People often ask what my favorite country has been, but that’s never really been the point of traveling. The moments I remember most aren’t famous landmarks; they’re conversations. Sitting in someone’s apartment in Buenos Aires discussing Argentina’s economy. Sharing tea with strangers in the Middle East. Talking with fishermen in Greenland about why younger generations are leaving small Arctic communities. Spending evenings with students in Europe comparing how our countries approach healthcare, education, and politics. Those conversations taught me something textbooks rarely can: every society wrestles with many of the same human challenges, but each approaches them a little differently.

Travel didn’t simply make me appreciate other cultures. It taught me humility. It forced me to question assumptions I didn’t even realize I had. It reminded me that understanding another person’s perspective often begins with listening rather than speaking. In an increasingly interconnected world, I believe cultural understanding is just as valuable as technical expertise.

Another lesson I’ve learned is that education becomes most powerful when different experiences begin informing one another. Working in organ procurement taught me discipline, teamwork, and how to make sound decisions under pressure. Managing staff at a residential summer camp taught me leadership, communication, and the responsibility that comes with earning people’s trust. Building my own business taught me resilience through both success and failure. Flight training reinforced procedural discipline and risk management. Even hobbies like surfing, running, hiking, and conservation work continue teaching me patience, perspective, and the value of spending time outdoors. None of these experiences came with a syllabus, yet all of them shaped how I think and who I have become.

Because of this, I believe higher education should embrace experiential learning just as enthusiastically as traditional academics. Research opportunities, internships, language immersion, study abroad, mentorship, outdoor education, public service, and community engagement all expose students to possibilities they may never have discovered otherwise. Sometimes all it takes is one opportunity, a first day in a research laboratory, a study abroad program, a meaningful internship, or an inspiring mentor, to completely change the trajectory of someone’s life.

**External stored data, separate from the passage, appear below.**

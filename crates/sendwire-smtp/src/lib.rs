//! # sendwire-smtp
//!
//! A small SMTP submission client implementing the subset of RFC 5321 needed
//! to hand one message to a relay.
//!
//! ## Features
//!
//! - **Single-shot transport**: connect, authenticate, send one message, quit
//! - **TLS support**: implicit TLS (port 465) and STARTTLS via rustls
//! - **Authentication**: AUTH LOGIN
//! - **Timeouts and cancellation**: every step is bounded, and a
//!   [`CancellationToken`](tokio_util::sync::CancellationToken) aborts a send
//!
//! ## Quick Start
//!
//! ```ignore
//! use sendwire_smtp::{Address, Credentials, Envelope, Security, SmtpTransport, TransportConfig};
//!
//! #[tokio::main]
//! async fn main() -> sendwire_smtp::Result<()> {
//!     let config = TransportConfig::builder("smtp.example.com")
//!         .security(Security::StartTls)
//!         .build();
//!     let transport = SmtpTransport::new(config);
//!
//!     let credentials = Credentials::new("user@example.com", "password");
//!     let envelope = Envelope::new(
//!         Address::new("sender@example.com")?,
//!         Address::new("recipient@example.com")?,
//!     );
//!
//!     let message = b"Subject: Test\r\n\r\nHello, World!\r\n";
//!     let delivery = transport.send(&credentials, &envelope, message).await?;
//!     println!("accepted: {}", delivery.reply);
//!     Ok(())
//! }
//! ```
//!
//! ## Dialogue
//!
//! ```text
//! greeting 220 → EHLO 250 → [STARTTLS 220 → TLS → EHLO 250]
//!   → AUTH LOGIN 334 → user 334 → pass 235
//!   → MAIL FROM 250 → RCPT TO 250 → DATA 354 → body 250 → QUIT
//! ```
//!
//! ## Modules
//!
//! - [`command`]: SMTP command builders
//! - [`connection`]: Streams, connectors and the per-connection session
//! - [`parser`]: Reply parser
//! - [`transport`]: The step table and [`SmtpTransport`]
//! - [`types`]: Core SMTP types (addresses, extensions, replies)

#![warn(missing_docs)]
#![warn(clippy::all)]
#![warn(clippy::pedantic)]
#![forbid(unsafe_code)]

pub mod command;
pub mod connection;
mod error;
pub mod parser;
pub mod transport;
pub mod types;

pub use connection::{Connector, RustlsConnector, ServerInfo};
pub use error::{Error, Result};
pub use transport::{Credentials, Delivery, Envelope, Security, SmtpTransport, TransportConfig};
pub use types::{Address, AuthMechanism, Extension, Reply, ReplyCode};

When I look back, it is remarkable to think that so much of my own passion for learning began with a talking globe and a box of Legos. One taught me that the world was worth exploring. The other taught me that complex systems could be built one piece at a time. Decades later, those same ideas continue to shape my life. They led me into laboratories, operating rooms, businesses, airplanes, and countries I once only imagined visiting. More importantly, they taught me that education is less about accumulating facts than developing the curiosity to keep asking better questions.
Ultimately, I believe the purpose of higher education is not simply to produce skilled workers but thoughtful citizens. It should prepare people to contribute professionally while also helping them become more curious, adaptable, empathetic, and engaged with the world around them. Learning does not end when a degree is awarded. It is a lifelong process shaped by mentors, challenges, relationships, travel, and the willingness to step into unfamiliar situations with an open mind.

Looking back, I don’t think my education was defined by classrooms nearly as much as by curiosity. A talking globe led to a laboratory. A laboratory led to an operating room. An operating room led to entrepreneurship, airplanes, and fifty countries around the world. Every chapter began the same way: the simple decision to ask one more question. If higher education succeeds at anything, I hope it helps more people discover questions they become excited enough to spend a lifetime answering.